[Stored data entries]
═══
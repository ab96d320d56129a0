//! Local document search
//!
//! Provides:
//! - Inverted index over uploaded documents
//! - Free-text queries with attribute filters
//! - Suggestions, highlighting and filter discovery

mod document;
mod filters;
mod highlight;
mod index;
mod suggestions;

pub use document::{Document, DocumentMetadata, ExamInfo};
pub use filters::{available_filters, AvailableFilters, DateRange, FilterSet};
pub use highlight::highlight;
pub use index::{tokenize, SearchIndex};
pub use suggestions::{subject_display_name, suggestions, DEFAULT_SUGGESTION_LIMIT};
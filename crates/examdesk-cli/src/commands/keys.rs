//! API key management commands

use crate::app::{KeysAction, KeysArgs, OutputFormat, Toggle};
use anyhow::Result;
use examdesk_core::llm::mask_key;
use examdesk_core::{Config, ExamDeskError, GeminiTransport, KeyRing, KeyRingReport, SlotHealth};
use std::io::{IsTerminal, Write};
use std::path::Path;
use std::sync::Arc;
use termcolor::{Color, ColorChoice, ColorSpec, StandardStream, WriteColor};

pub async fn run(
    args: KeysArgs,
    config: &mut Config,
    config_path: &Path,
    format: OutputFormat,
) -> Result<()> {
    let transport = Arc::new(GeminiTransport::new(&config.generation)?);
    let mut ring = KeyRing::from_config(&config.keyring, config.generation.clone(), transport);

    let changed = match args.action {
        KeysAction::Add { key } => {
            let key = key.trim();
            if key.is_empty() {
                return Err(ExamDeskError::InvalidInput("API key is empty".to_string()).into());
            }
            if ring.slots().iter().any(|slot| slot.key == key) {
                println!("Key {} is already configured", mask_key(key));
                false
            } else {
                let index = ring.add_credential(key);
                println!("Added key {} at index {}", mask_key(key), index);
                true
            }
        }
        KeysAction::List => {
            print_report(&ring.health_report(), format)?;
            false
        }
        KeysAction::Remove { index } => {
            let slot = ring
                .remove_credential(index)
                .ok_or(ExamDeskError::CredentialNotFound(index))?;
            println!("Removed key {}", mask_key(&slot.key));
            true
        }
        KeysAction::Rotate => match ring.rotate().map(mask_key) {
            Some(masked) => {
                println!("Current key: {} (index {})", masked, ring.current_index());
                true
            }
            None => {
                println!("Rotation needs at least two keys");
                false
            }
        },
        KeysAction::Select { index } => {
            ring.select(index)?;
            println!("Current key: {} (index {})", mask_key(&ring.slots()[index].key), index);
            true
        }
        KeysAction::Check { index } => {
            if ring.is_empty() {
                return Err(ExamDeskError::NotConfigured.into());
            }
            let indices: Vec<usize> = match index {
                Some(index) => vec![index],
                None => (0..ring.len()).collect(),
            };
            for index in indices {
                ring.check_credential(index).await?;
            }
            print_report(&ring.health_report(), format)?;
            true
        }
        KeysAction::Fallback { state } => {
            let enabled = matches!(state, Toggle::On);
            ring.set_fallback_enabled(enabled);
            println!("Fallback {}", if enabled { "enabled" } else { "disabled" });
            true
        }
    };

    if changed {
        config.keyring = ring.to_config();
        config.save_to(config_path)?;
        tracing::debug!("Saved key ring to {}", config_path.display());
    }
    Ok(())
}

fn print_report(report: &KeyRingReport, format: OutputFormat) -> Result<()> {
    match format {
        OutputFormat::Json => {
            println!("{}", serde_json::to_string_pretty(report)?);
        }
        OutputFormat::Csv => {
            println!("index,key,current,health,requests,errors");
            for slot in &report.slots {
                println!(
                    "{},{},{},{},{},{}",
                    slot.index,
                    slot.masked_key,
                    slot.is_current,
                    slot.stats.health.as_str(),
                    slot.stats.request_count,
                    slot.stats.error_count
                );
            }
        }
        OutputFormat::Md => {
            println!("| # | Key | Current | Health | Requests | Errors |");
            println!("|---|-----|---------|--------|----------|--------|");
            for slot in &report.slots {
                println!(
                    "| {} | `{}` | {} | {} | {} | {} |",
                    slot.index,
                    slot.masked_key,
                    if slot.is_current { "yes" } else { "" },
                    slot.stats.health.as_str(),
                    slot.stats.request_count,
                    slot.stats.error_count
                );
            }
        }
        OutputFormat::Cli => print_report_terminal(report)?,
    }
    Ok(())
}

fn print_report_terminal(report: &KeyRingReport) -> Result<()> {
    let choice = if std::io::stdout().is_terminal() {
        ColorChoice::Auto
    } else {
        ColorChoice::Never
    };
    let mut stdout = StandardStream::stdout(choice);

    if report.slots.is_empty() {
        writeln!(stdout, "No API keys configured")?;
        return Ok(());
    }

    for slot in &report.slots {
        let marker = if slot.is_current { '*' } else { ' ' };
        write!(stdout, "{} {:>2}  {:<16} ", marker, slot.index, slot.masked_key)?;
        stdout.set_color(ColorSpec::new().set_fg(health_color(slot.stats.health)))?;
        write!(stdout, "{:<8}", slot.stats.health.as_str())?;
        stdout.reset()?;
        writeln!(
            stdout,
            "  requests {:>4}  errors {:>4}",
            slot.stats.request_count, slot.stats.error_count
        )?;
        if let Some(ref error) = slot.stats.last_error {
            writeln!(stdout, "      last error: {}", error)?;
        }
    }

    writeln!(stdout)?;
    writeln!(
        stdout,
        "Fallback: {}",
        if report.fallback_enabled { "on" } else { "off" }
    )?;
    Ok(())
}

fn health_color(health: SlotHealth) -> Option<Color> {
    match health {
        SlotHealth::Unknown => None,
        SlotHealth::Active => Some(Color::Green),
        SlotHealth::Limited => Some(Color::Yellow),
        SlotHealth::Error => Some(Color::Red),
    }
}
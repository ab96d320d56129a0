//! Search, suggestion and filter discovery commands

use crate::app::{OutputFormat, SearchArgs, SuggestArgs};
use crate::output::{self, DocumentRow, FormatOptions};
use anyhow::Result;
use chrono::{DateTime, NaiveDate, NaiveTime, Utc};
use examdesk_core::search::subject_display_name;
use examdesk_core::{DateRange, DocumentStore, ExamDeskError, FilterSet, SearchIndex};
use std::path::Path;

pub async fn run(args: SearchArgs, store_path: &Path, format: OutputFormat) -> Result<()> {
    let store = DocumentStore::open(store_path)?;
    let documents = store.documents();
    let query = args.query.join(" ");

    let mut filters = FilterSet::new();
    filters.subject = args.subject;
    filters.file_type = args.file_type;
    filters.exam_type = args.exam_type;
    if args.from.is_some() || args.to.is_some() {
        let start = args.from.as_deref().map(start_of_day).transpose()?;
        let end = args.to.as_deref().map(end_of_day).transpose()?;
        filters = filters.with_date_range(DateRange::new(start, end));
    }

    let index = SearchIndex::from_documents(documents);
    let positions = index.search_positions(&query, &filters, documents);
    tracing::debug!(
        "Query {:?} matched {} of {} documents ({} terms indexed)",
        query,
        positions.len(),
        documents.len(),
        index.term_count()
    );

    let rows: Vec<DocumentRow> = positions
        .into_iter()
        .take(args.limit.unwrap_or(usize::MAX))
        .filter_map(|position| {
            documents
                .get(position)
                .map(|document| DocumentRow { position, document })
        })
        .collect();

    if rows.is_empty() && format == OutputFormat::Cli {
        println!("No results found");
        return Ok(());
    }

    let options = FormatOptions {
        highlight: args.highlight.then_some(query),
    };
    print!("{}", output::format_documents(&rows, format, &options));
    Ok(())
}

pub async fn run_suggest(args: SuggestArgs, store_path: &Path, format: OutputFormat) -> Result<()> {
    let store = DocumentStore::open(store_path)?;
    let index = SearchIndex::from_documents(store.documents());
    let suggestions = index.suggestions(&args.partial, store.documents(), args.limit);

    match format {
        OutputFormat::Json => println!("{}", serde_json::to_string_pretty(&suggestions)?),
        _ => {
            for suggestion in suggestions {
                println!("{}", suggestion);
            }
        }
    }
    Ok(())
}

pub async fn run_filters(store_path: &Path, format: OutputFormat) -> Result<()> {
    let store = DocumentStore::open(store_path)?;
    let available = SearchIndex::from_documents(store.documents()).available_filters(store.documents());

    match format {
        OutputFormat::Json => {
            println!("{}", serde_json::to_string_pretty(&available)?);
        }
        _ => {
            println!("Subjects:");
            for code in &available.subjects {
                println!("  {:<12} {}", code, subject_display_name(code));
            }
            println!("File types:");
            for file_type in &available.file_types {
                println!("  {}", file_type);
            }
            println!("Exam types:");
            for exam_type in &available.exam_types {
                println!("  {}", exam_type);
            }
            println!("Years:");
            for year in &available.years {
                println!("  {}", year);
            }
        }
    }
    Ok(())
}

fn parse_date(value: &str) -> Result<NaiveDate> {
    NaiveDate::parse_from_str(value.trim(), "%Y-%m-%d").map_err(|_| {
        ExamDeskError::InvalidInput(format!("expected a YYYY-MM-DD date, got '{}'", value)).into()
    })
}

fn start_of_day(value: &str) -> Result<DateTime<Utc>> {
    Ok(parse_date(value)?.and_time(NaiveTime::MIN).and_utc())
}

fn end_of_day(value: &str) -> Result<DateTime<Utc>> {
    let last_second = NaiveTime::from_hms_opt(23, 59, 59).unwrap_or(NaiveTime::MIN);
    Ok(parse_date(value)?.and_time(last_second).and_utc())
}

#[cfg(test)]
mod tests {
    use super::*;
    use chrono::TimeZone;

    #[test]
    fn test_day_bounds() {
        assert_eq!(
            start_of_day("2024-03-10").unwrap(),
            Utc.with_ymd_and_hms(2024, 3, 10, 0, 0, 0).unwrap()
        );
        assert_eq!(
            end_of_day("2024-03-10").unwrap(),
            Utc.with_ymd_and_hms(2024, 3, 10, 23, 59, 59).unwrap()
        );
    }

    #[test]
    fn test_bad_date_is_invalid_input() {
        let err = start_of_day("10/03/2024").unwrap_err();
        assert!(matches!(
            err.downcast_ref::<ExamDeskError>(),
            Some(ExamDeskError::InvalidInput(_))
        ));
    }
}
═══
→ Brief:
Scan the records above for lines with the word "DocumentRow", then say how many there are, giving the number alone.

→ Exercise result:
3